Page MenuHomeFreeBSD

bhyve: do not intercept PCI BAR probe addresses
AbandonedPublic

Authored by crowston_protonmail.com on Apr 10 2021, 8:14 PM.

Details

Reviewers
jhb
grehan
Group Reviewers
bhyve
Summary

During PCI initialization a string of 'f's is written to the BAR
registers to determine the capabilities of the device. This is
overwritten immediately with the true BAR address. However, bhyve
still tries to allocate the memory range for the temporary probing
registration. If the region is coincidentally already occupied, an
assertion fails in mem.c with EEXIST.

Diff Detail

Repository
rS FreeBSD src repository - subversion
Lint
Lint OK
Unit
No Unit Test Coverage
Build Status
Buildable 38491
Build 35380: arc lint + arc unit

Event Timeline

Urgh, I realised my handling of the high 64 bit BAR is incorrect.

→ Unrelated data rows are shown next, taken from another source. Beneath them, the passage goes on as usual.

//! Fuzzing task generation

use chrono::{DateTime, TimeDelta, Utc};
use std::collections::BTreeMap;
use std::iter::FusedIterator;
use tracing::debug;

use super::{EnvVars, PoolConfiguration, merge_env};
use crate::clock::{Clock, IdGenerator};
use crate::constants::{
    DESCRIPTION, LOG_ARTIFACT, OWNER_EMAIL, POOL_ENV_KEY, PROVISIONER_ID, SCHEDULER_ID, SOURCE_URL,
};
use crate::dto::JsonMap;
use crate::dto::task::{
    Artifact, Features, TaskDefinition, TaskImage, TaskMetadata, TaskPayload, Timestamp,
};
use crate::error::{PoolError, Result};

/// Taskcluster's "1 month"
const TASK_EXPIRY_DAYS: i64 = 30;

impl PoolConfiguration {
    /// Create the fuzzing tasks for one decision run
    ///
    /// All tasks share the same creation time, read once from `clock`, and
    /// depend on the decision task `parent_task_id`. The environment is
    /// checked before any task is produced.
    ///
    /// # Errors
    /// [`PoolError::EnvConflict`] when `env` redefines the pool filename
    /// variable or one of the pool macros, [`PoolError::InvalidField`] when
    /// the deadline or expiry falls outside the representable time range.
    pub fn build_tasks<'a>(
        &'a self,
        parent_task_id: &str,
        env: Option<&EnvVars>,
        clock: &dyn Clock,
        ids: &'a dyn IdGenerator,
    ) -> Result<TaskBatch<'a>> {
        let mut task_env = self.macros.clone();
        task_env.insert(POOL_ENV_KEY.to_string(), self.filename.clone());
        merge_env(&mut task_env, env)?;

        let now = clock.now();
        let deadline = i64::try_from(self.cycle_time)
            .ok()
            .and_then(TimeDelta::try_seconds)
            .and_then(|cycle| now.checked_add_signed(cycle))
            .ok_or_else(|| {
                PoolError::invalid(&self.pool_name, "cycle_time", "deadline out of range")
            })?;
        let expires = TimeDelta::try_days(TASK_EXPIRY_DAYS)
            .and_then(|expiry| now.checked_add_signed(expiry))
            .ok_or_else(|| PoolError::invalid(&self.pool_name, "expires", "expiry out of range"))?;

        debug!(
            pool = self.id.as_str(),
            parent = parent_task_id,
            tasks = self.tasks,
            "Building fuzzing tasks"
        );

        Ok(TaskBatch {
            pool: self,
            ids,
            parent_task_id: parent_task_id.to_string(),
            env: task_env,
            now,
            deadline,
            expires,
            next: 1,
        })
    }
}

/// Lazily generated fuzzing tasks, yielding `(task_id, task)` pairs
pub struct TaskBatch<'a> {
    pool: &'a PoolConfiguration,
    ids: &'a dyn IdGenerator,
    parent_task_id: String,
    env: EnvVars,
    now: DateTime<Utc>,
    deadline: DateTime<Utc>,
    expires: DateTime<Utc>,
    /// 1-based index of the next task, kept wide so it can pass `u32::MAX`
    next: u64,
}

impl TaskBatch<'_> {
    fn remaining(&self) -> u64 {
        (u64::from(self.pool.tasks) + 1).saturating_sub(self.next)
    }

    fn task(&self, index: u64) -> TaskDefinition {
        let pool = self.pool;
        let expires = Timestamp::at(self.expires);

        let artifacts = BTreeMap::from([(
            LOG_ARTIFACT.to_string(),
            Artifact {
                expires: expires.clone(),
                path: "/logs/".to_string(),
                kind: "directory".to_string(),
            },
        )]);

        TaskDefinition {
            task_group_id: Some(self.parent_task_id.clone()),
            dependencies: vec![self.parent_task_id.clone()],
            created: Timestamp::at(self.now),
            deadline: Timestamp::at(self.deadline),
            expires,
            extra: JsonMap::new(),
            metadata: TaskMetadata {
                description: DESCRIPTION.to_string(),
                name: format!("Fuzzing task {} - {}/{}", pool.id, index, pool.tasks),
                owner: OWNER_EMAIL.to_string(),
                source: SOURCE_URL.to_string(),
            },
            payload: TaskPayload {
                artifacts,
                cache: JsonMap::new(),
                capabilities: JsonMap::new(),
                env: self.env.clone(),
                features: Features {
                    taskcluster_proxy: true,
                },
                image: TaskImage::Named(pool.container.clone()),
                command: pool.command.clone(),
                max_run_time: pool.cycle_time,
            },
            priority: "high".to_string(),
            provisioner_id: PROVISIONER_ID.to_string(),
            worker_type: pool.id.clone(),
            retries: 1,
            routes: Vec::new(),
            scheduler_id: SCHEDULER_ID.to_string(),
            scopes: pool.scopes.clone(),
            tags: JsonMap::new(),
        }
    }
}

impl Iterator for TaskBatch<'_> {
    type Item = (String, TaskDefinition);

    fn next(&mut self) -> Option<Self::Item> {
        if self.remaining() == 0 {
            return None;
        }
        let index = self.next;
        self.next += 1;
        Some((self.ids.next_id(), self.task(index)))
    }

    fn size_hint(&self) -> (usize, Option<usize>) {
        let remaining = usize::try_from(self.remaining()).unwrap_or(usize::MAX);
        (remaining, Some(remaining))
    }
}

impl ExactSizeIterator for TaskBatch<'_> {}

impl FusedIterator for TaskBatch<'_> {}
//! Core domain types
//!
//! This module contains the machine catalog and the pool configuration,
//! along with the builders that turn a pool into Taskcluster resources and
//! fuzzing tasks.

pub mod machine;
pub mod pool;

#[cfg(test)]
pub(crate) mod fixtures;
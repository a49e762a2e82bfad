//! Cloud providers
//!
//! A provider turns the machines selected for a pool into worker-manager
//! launch configurations. The launch configs are opaque JSON to the rest of
//! the crate and are embedded verbatim in the worker pool definition.

mod aws;
mod gcp;

pub use aws::{AwsConfig, AwsImages, AwsProvider, AwsRegion};
pub use gcp::{GcpConfig, GcpImage, GcpProvider};

#[cfg(test)]
pub(crate) use aws::tests::aws_provider;

use serde::{Deserialize, Serialize};
use std::collections::BTreeMap;

use crate::domain::machine::MachineCandidate;
use crate::error::{PoolError, Result};

/// Launch configuration builder for one cloud
pub trait Provider: Send + Sync {
    /// Worker manager provider id (e.g. community-tc-workers-aws)
    fn provider_id(&self) -> &str;

    /// Build launch configs for `machines` booted from `imageset`
    ///
    /// # Arguments
    /// * `imageset` - Imageset name from the community configuration
    /// * `machines` - Selected machines, in catalog order
    /// * `disk_size` - Boot disk size in GB
    fn build_launch_configs(
        &self,
        imageset: &str,
        machines: &[MachineCandidate],
        disk_size: u64,
    ) -> Result<Vec<serde_json::Value>>;
}

/// Providers available for pool building, keyed by cloud name
#[derive(Default)]
pub struct ProviderRegistry {
    providers: BTreeMap<String, Box<dyn Provider>>,
}

impl ProviderRegistry {
    pub fn new() -> Self {
        Self::default()
    }

    /// Register a provider under a cloud name, replacing any previous one
    pub fn register(&mut self, cloud: impl Into<String>, provider: impl Provider + 'static) {
        self.providers.insert(cloud.into(), Box::new(provider));
    }

    pub fn get(&self, cloud: &str) -> Option<&dyn Provider> {
        self.providers.get(cloud).map(|p| p.as_ref())
    }

    pub fn clouds(&self) -> impl Iterator<Item = &str> {
        self.providers.keys().map(String::as_str)
    }
}

impl std::fmt::Debug for ProviderRegistry {
    fn fmt(&self, f: &mut std::fmt::Formatter<'_>) -> std::fmt::Result {
        f.debug_list().entries(self.providers.keys()).finish()
    }
}

/// Worker image definition shared by all providers
#[derive(Debug, Clone, PartialEq, Serialize, Deserialize)]
#[serde(rename_all = "camelCase")]
pub struct Imageset {
    #[serde(default)]
    pub worker_implementation: Option<String>,
    /// Worker configuration copied into every launch config
    #[serde(default = "empty_object")]
    pub worker_config: serde_json::Value,
    #[serde(default)]
    pub aws: Option<AwsImages>,
    #[serde(default)]
    pub gcp: Option<GcpImage>,
}

/// Imagesets keyed by name
pub type Imagesets = BTreeMap<String, Imageset>;

fn empty_object() -> serde_json::Value {
    serde_json::Value::Object(serde_json::Map::new())
}

fn find_imageset<'a>(imagesets: &'a Imagesets, name: &str) -> Result<&'a Imageset> {
    imagesets
        .get(name)
        .ok_or_else(|| PoolError::UnknownImageset(name.to_string()))
}
//! Pool configuration
//!
//! A pool file is read into a [`PoolConfigInput`], where every field is
//! optional. Parent inheritance is resolved on that raw form with
//! [`PoolConfigInput::resolve`], then [`PoolConfiguration::new`] validates the
//! flat result once. Builders only ever see a validated [`PoolConfiguration`].

mod resources;
mod tasks;

pub use tasks::TaskBatch;

use serde::{Deserialize, Serialize};
use std::collections::BTreeMap;
use std::fmt;
use tracing::debug;

use crate::constants::{MAX_CYCLE_TIME, POOL_ENV_KEY};
use crate::domain::machine::{MachineCandidate, MachineCatalog};
use crate::error::{PoolError, Result};
use crate::units::{GIB, Quantity};

/// Environment variables passed to a task payload
pub type EnvVars = BTreeMap<String, String>;

/// Operating system of the fuzzing target
#[derive(Debug, Clone, Copy, PartialEq, Eq, Serialize, Deserialize)]
#[serde(rename_all = "lowercase")]
pub enum Platform {
    Linux,
    Windows,
}

impl Platform {
    pub fn as_str(&self) -> &'static str {
        match self {
            Platform::Linux => "linux",
            Platform::Windows => "windows",
        }
    }
}

impl fmt::Display for Platform {
    fn fmt(&self, f: &mut fmt::Formatter<'_>) -> fmt::Result {
        f.write_str(self.as_str())
    }
}

/// Command run in the fuzzing container, as a single string or a list
#[derive(Debug, Clone, PartialEq, Serialize, Deserialize)]
#[serde(untagged)]
pub enum CommandLine {
    Shell(String),
    Args(Vec<String>),
}

impl CommandLine {
    /// Split into arguments; a single string is split on whitespace
    pub fn into_args(self) -> Vec<String> {
        match self {
            CommandLine::Shell(line) => line.split_whitespace().map(str::to_string).collect(),
            CommandLine::Args(args) => args,
        }
    }
}

/// Raw pool definition as written in a pool file
///
/// Every field is optional so that a pool may take part of its definition
/// from its parents.
#[derive(Debug, Clone, Default, PartialEq, Serialize, Deserialize)]
#[serde(deny_unknown_fields)]
pub struct PoolConfigInput {
    #[serde(default)]
    pub parents: Vec<String>,
    pub name: Option<String>,
    pub cloud: Option<String>,
    pub platform: Option<String>,
    pub cpu: Option<String>,
    pub tasks: Option<i64>,
    pub cores_per_task: Option<i64>,
    pub minimum_memory_per_core: Option<Quantity>,
    pub metal: Option<bool>,
    pub disk_size: Option<Quantity>,
    pub cycle_time: Option<Quantity>,
    pub imageset: Option<String>,
    pub container: Option<String>,
    pub command: Option<CommandLine>,
    #[serde(default)]
    pub macros: EnvVars,
    #[serde(default)]
    pub scopes: Vec<String>,
}

impl PoolConfigInput {
    /// Layer this definition on top of `base`
    ///
    /// Fields set here win. Scopes are appended to the base scopes without
    /// duplicates and macros are merged with this definition taking
    /// precedence. `parents` is kept from this definition.
    pub fn inherit(self, base: PoolConfigInput) -> PoolConfigInput {
        let mut scopes = base.scopes;
        for scope in self.scopes {
            if !scopes.contains(&scope) {
                scopes.push(scope);
            }
        }

        let mut macros = base.macros;
        macros.extend(self.macros);

        PoolConfigInput {
            parents: self.parents,
            name: self.name.or(base.name),
            cloud: self.cloud.or(base.cloud),
            platform: self.platform.or(base.platform),
            cpu: self.cpu.or(base.cpu),
            tasks: self.tasks.or(base.tasks),
            cores_per_task: self.cores_per_task.or(base.cores_per_task),
            minimum_memory_per_core: self
                .minimum_memory_per_core
                .or(base.minimum_memory_per_core),
            metal: self.metal.or(base.metal),
            disk_size: self.disk_size.or(base.disk_size),
            cycle_time: self.cycle_time.or(base.cycle_time),
            imageset: self.imageset.or(base.imageset),
            container: self.container.or(base.container),
            command: self.command.or(base.command),
            macros,
            scopes,
        }
    }

    /// Flatten the parent chain of pool `name` into a single definition
    ///
    /// `load` returns the raw definition of a pool by name. Parents are
    /// applied in the order they are listed, so a later parent overrides an
    /// earlier one, and the pool itself overrides all of them. The result has
    /// no parents left.
    ///
    /// # Errors
    /// Any error from `load`, or [`PoolError::ParentCycle`] when a pool is
    /// its own ancestor.
    pub fn resolve<F, E>(name: &str, mut load: F) -> std::result::Result<PoolConfigInput, E>
    where
        F: FnMut(&str) -> std::result::Result<PoolConfigInput, E>,
        E: From<PoolError>,
    {
        let mut chain = Vec::new();
        let mut resolved = resolve_chain(name, &mut load, &mut chain)?;
        resolved.parents.clear();
        Ok(resolved)
    }
}

fn resolve_chain<F, E>(
    name: &str,
    load: &mut F,
    chain: &mut Vec<String>,
) -> std::result::Result<PoolConfigInput, E>
where
    F: FnMut(&str) -> std::result::Result<PoolConfigInput, E>,
    E: From<PoolError>,
{
    if chain.iter().any(|ancestor| ancestor == name) {
        return Err(PoolError::ParentCycle(name.to_string()).into());
    }
    chain.push(name.to_string());

    let pool = load(name)?;
    let mut base = PoolConfigInput::default();
    for parent in &pool.parents {
        debug!(pool = name, parent = parent.as_str(), "Resolving parent");
        base = resolve_chain(parent, load, chain)?.inherit(base);
    }

    chain.pop();
    Ok(pool.inherit(base))
}

/// Validated fuzzing pool
///
/// Built once from a flat [`PoolConfigInput`] and never modified.
#[derive(Debug, Clone, PartialEq, Serialize)]
pub struct PoolConfiguration {
    /// Name of the pool file, without extension
    pub pool_name: String,
    /// `{platform}-{pool_name}`, used for worker type, hook and role ids
    pub id: String,
    /// Pool file name handed to the decision task
    pub filename: String,
    /// Descriptive name
    pub name: String,
    pub cloud: String,
    pub platform: Platform,
    pub cpu: String,
    pub tasks: u32,
    pub cores_per_task: u32,
    /// GB
    pub minimum_memory_per_core: f64,
    pub metal: bool,
    /// GB
    pub disk_size: u64,
    /// Seconds
    pub cycle_time: u64,
    pub imageset: String,
    pub container: String,
    pub command: Vec<String>,
    pub macros: EnvVars,
    pub scopes: Vec<String>,
}

impl PoolConfiguration {
    /// Validate a resolved pool definition
    ///
    /// # Errors
    /// [`PoolError::MissingField`] or [`PoolError::InvalidField`] naming the
    /// pool and the offending field, or a unit error from a size/duration.
    pub fn new(pool_name: &str, input: PoolConfigInput) -> Result<Self> {
        let missing = |field: &'static str| PoolError::MissingField {
            pool: pool_name.to_string(),
            field,
        };

        if !input.parents.is_empty() {
            return Err(PoolError::invalid(
                pool_name,
                "parents",
                "parents must be resolved before validation",
            ));
        }

        let name = required_text(pool_name, "name", input.name)?;
        let cloud = required_text(pool_name, "cloud", input.cloud)?;
        let cpu = required_text(pool_name, "cpu", input.cpu)?;
        let imageset = required_text(pool_name, "imageset", input.imageset)?;
        let container = required_text(pool_name, "container", input.container)?;

        let platform = match required_text(pool_name, "platform", input.platform)?.as_str() {
            "linux" => Platform::Linux,
            "windows" => Platform::Windows,
            other => {
                return Err(PoolError::invalid(
                    pool_name,
                    "platform",
                    format!("unsupported platform {:?}", other),
                ));
            }
        };

        let tasks = positive(pool_name, "tasks", input.tasks.ok_or_else(|| missing("tasks"))?)?;
        let cores_per_task = positive(
            pool_name,
            "cores_per_task",
            input.cores_per_task.ok_or_else(|| missing("cores_per_task"))?,
        )?;

        let minimum_memory_per_core = input
            .minimum_memory_per_core
            .ok_or_else(|| missing("minimum_memory_per_core"))?
            .to_size(1)? as f64
            / GIB as f64;

        let disk_size = input
            .disk_size
            .ok_or_else(|| missing("disk_size"))?
            .to_size(GIB)?;
        if disk_size == 0 {
            return Err(PoolError::invalid(pool_name, "disk_size", "must be at least 1g"));
        }

        let cycle_time = input
            .cycle_time
            .ok_or_else(|| missing("cycle_time"))?
            .to_seconds()?;
        if cycle_time == 0 {
            return Err(PoolError::invalid(pool_name, "cycle_time", "must be at least 1s"));
        }
        if cycle_time > MAX_CYCLE_TIME {
            return Err(PoolError::invalid(
                pool_name,
                "cycle_time",
                format!("must be at most {}s, got {}s", MAX_CYCLE_TIME, cycle_time),
            ));
        }

        if input.macros.contains_key(POOL_ENV_KEY) {
            return Err(PoolError::invalid(
                pool_name,
                "macros",
                format!("{} is reserved", POOL_ENV_KEY),
            ));
        }

        Ok(Self {
            pool_name: pool_name.to_string(),
            id: format!("{}-{}", platform, pool_name),
            filename: format!("{}.yml", pool_name),
            name,
            cloud,
            platform,
            cpu,
            tasks,
            cores_per_task,
            minimum_memory_per_core,
            metal: input.metal.unwrap_or(false),
            disk_size,
            cycle_time,
            imageset,
            container,
            command: input.command.map(CommandLine::into_args).unwrap_or_default(),
            macros: input.macros,
            scopes: input.scopes,
        })
    }

    /// Machines this pool may run on, in catalog order
    ///
    /// An empty list is not an error here; see [`Self::build_resources`].
    pub fn machine_list(&self, catalog: &MachineCatalog) -> Result<Vec<MachineCandidate>> {
        let candidates: Vec<MachineCandidate> = catalog
            .filter(
                &self.cloud,
                &self.cpu,
                self.cores_per_task,
                self.minimum_memory_per_core,
                self.metal,
            )?
            .map(|machine| MachineCandidate {
                capacity_per_instance: machine.cores / self.cores_per_task,
                machine: machine.clone(),
            })
            .collect();

        debug!(
            pool = self.id.as_str(),
            candidates = candidates.len(),
            "Selected machine types"
        );
        Ok(candidates)
    }
}

fn required_text(pool: &str, field: &'static str, value: Option<String>) -> Result<String> {
    match value {
        Some(text) if !text.trim().is_empty() => Ok(text),
        Some(_) => Err(PoolError::invalid(pool, field, "must not be empty")),
        None => Err(PoolError::MissingField {
            pool: pool.to_string(),
            field,
        }),
    }
}

fn positive(pool: &str, field: &'static str, value: i64) -> Result<u32> {
    if value < 1 {
        return Err(PoolError::invalid(pool, field, format!("must be at least 1, got {}", value)));
    }
    u32::try_from(value).map_err(|_| PoolError::invalid(pool, field, "value too large"))
}

/// Merge `extra` into `env`, refusing to overwrite any existing key
pub(crate) fn merge_env(env: &mut EnvVars, extra: Option<&EnvVars>) -> Result<()> {
    let Some(extra) = extra else {
        return Ok(());
    };

    let conflicts: Vec<String> = extra
        .keys()
        .filter(|key| env.contains_key(*key))
        .cloned()
        .collect();
    if !conflicts.is_empty() {
        return Err(PoolError::EnvConflict { keys: conflicts });
    }

    env.extend(extra.iter().map(|(k, v)| (k.clone(), v.clone())));
    Ok(())
}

What problem are you trying to solve? Competent OS's should disable decoding so that 'decode' is false here. If a busted OS leaves it enabled, bhyve should faithfully brick the guest just as real hardware would (and real hardware does.. doing this for the frame buffer BAR without disabling decoding is a great way to lock up real hardware). Ignoring writes of all ones would leave the BAR registered at its old address which would result in confusion if a subsequent write moved the bar to a new address after it was sized resulting in the BAR being active in two places. Barring a really good reason, I think this is probably a bad idea.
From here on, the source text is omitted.